Users Guide

Table Of Contents
Session and VLAN requirements
RPM requires the following:
Source session, such as monitored ports on different source devices.
Reserved tagged VLAN for transporting monitored traffic configured on source, intermediate, and destination devices.
Destination session, where destination ports connect to analyzers on destination devices.
Configure any network device with source and destination ports. Enable the network device to function in an intermediate
transport session for a reserved VLAN for multiple remote port monitoring sessions. You can enable and disable individual
monitoring sessions.
Consider the following when configuring an RPM session:
A remote port monitoring session mirrors the monitored traffic by prefixing the reserved VLAN tag to the monitored packets
to transmit using the reserved VLAN.
The source address, destination address, and original VLAN ID of the mirrored packet are prefixed with the tagged VLAN
header. Untagged source packets are tagged with the reserved VLAN ID.
The member port of the reserved VLAN must have the MTU and IPMTU value as MAX+4 to hold the VLAN tag parameter.
To associate with the source session, the reserved VLAN can have up to four member ports.
To associate with the destination session, the reserved VLAN can have multiple member ports.
The reserved VLAN cannot have untagged ports.
Restrictions
When you use a source VLAN, enable flow-based monitoring using the flow-based enable command.
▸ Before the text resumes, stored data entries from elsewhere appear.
//! In-process transport wiring dispatchers together without a network.

use std::collections::HashMap;
use std::sync::{Arc, PoisonError, RwLock, Weak};

use async_trait::async_trait;
use tracing::debug;

use crate::consumer::ConsumerDispatcher;
use crate::error::NegotiationResult;
use crate::messages::{NegotiationAck, ProtocolMessage};
use crate::negotiation::ContractNegotiation;
use crate::peer::{PeerError, PeerResult, RemotePeer};
use crate::provider::ProviderDispatcher;

#[derive(Clone)]
enum Route {
    Provider(Weak<ProviderDispatcher>),
    Consumer(Weak<ConsumerDispatcher>),
}

/// [`RemotePeer`] that hands messages straight to registered dispatchers.
///
/// Messages are routed by callback address and by the same path rules an
/// HTTP endpoint would apply. Handler errors come back with the status code
/// they would carry on the wire, so retry and rejection behave alike.
#[derive(Default)]
pub struct LoopbackPeer {
    routes: RwLock<HashMap<String, Route>>,
}

impl std::fmt::Debug for LoopbackPeer {
    fn fmt(&self, f: &mut std::fmt::Formatter<'_>) -> std::fmt::Result {
        let routes = self.routes.read().unwrap_or_else(PoisonError::into_inner);
        f.debug_struct("LoopbackPeer")
            .field("addresses", &routes.keys().collect::<Vec<_>>())
            .finish()
    }
}

impl LoopbackPeer {
    /// Creates a transport without routes.
    #[must_use]
    pub fn new() -> Self {
        Self::default()
    }

    /// Delivers messages addressed to `address` to the provider.
    pub fn register_provider(&self, address: impl Into<String>, provider: &Arc<ProviderDispatcher>) {
        self.insert(address.into(), Route::Provider(Arc::downgrade(provider)));
    }

    /// Delivers messages addressed to `address` to the consumer.
    pub fn register_consumer(&self, address: impl Into<String>, consumer: &Arc<ConsumerDispatcher>) {
        self.insert(address.into(), Route::Consumer(Arc::downgrade(consumer)));
    }

    fn insert(&self, address: String, route: Route) {
        self.routes
            .write()
            .unwrap_or_else(PoisonError::into_inner)
            .insert(address, route);
    }

    fn route(&self, address: &str) -> PeerResult<Route> {
        self.routes
            .read()
            .unwrap_or_else(PoisonError::into_inner)
            .get(address)
            .cloned()
            .ok_or_else(|| PeerError::from_status(404, format!("no endpoint at {address}")))
    }
}

fn upgrade<T>(dispatcher: &Weak<T>, address: &str) -> PeerResult<Arc<T>> {
    dispatcher
        .upgrade()
        .ok_or_else(|| PeerError::transient(format!("endpoint at {address} is gone")))
}

async fn deliver_to_provider(
    provider: &ProviderDispatcher,
    message: ProtocolMessage,
) -> Option<NegotiationResult<ContractNegotiation>> {
    let outcome = match message {
        ProtocolMessage::ContractRequest(message) if message.provider_pid.is_blank() => {
            provider.handle_contract_request_message(message).await
        }
        ProtocolMessage::ContractRequest(message) => {
            let provider_pid = message.provider_pid.clone();
            provider
                .handle_contract_request_as_counter_request(&provider_pid, message)
                .await
        }
        ProtocolMessage::NegotiationEvent(message) => {
            let provider_pid = message.provider_pid.clone();
            provider
                .handle_contract_negotiation_event_message_accepted(&provider_pid, message)
                .await
        }
        ProtocolMessage::AgreementVerification(message) => {
            let provider_pid = message.provider_pid.clone();
            provider
                .handle_contract_agreement_verification_message(&provider_pid, message)
                .await
        }
        ProtocolMessage::Termination { message, .. } => {
            let provider_pid = message.provider_pid.clone();
            provider
                .handle_contract_negotiation_termination_message(&provider_pid, message)
                .await
        }
        ProtocolMessage::ContractOffer(_) | ProtocolMessage::ContractAgreement(_) => return None,
    };
    Some(outcome)
}

async fn deliver_to_consumer(
    consumer: &ConsumerDispatcher,
    message: ProtocolMessage,
) -> Option<NegotiationResult<ContractNegotiation>> {
    let outcome = match message {
        ProtocolMessage::ContractOffer(message) if message.consumer_pid.is_blank() => {
            consumer.handle_contract_offer_message(message).await
        }
        ProtocolMessage::ContractOffer(message) => {
            let consumer_pid = message.consumer_pid.clone();
            consumer
                .handle_contract_offer_message_as_counteroffer(&consumer_pid, message)
                .await
        }
        ProtocolMessage::ContractAgreement(message) => {
            let consumer_pid = message.consumer_pid.clone();
            consumer
                .handle_contract_agreement_message(&consumer_pid, message)
                .await
        }
        ProtocolMessage::NegotiationEvent(message) => {
            let consumer_pid = message.consumer_pid.clone();
            consumer
                .handle_contract_negotiation_event_message_finalize(&consumer_pid, message)
                .await
        }
        ProtocolMessage::Termination { message, .. } => {
            let consumer_pid = message.consumer_pid.clone();
            consumer
                .handle_contract_negotiation_termination_message(&consumer_pid, message)
                .await
        }
        ProtocolMessage::ContractRequest(_) | ProtocolMessage::AgreementVerification(_) => {
            return None;
        }
    };
    Some(outcome)
}

#[async_trait]
impl RemotePeer for LoopbackPeer {
    async fn send(&self, address: &str, message: &ProtocolMessage) -> PeerResult<NegotiationAck> {
        debug!(address, message = message.kind(), "loopback delivery");
        let outcome = match self.route(address)? {
            Route::Provider(provider) => {
                let provider = upgrade(&provider, address)?;
                deliver_to_provider(&provider, message.clone()).await
            }
            Route::Consumer(consumer) => {
                let consumer = upgrade(&consumer, address)?;
                deliver_to_consumer(&consumer, message.clone()).await
            }
        };

        match outcome {
            Some(Ok(negotiation)) => Ok(NegotiationAck::from(&negotiation)),
            Some(Err(err)) => Err(PeerError::from_status(err.status_code(), err.to_string())),
            None => Err(PeerError::from_status(
                404,
                format!("no {} endpoint at {address}", message.kind()),
            )),
        }
    }
}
In a source VLAN, only received (rx) traffic is monitored.
If the port channel or VLAN has a member port configured as a destination port in a remote port monitoring session, you
cannot configure a source port channel or source VLAN in a source session.
You cannot use a destination port for remote port monitoring as a source port, including the session the port functions as
the destination port.
The reserved VLAN used to transport mirrored traffic must be an L2 VLAN. L3 VLANs are not supported.
Reserved L2 VLAN
MAC address learning in the reserved VLAN is automatically disabled.
There is no restriction on the VLAN IDs used for the reserved remote monitoring VLAN. Valid VLAN IDs are from 2 to 4093.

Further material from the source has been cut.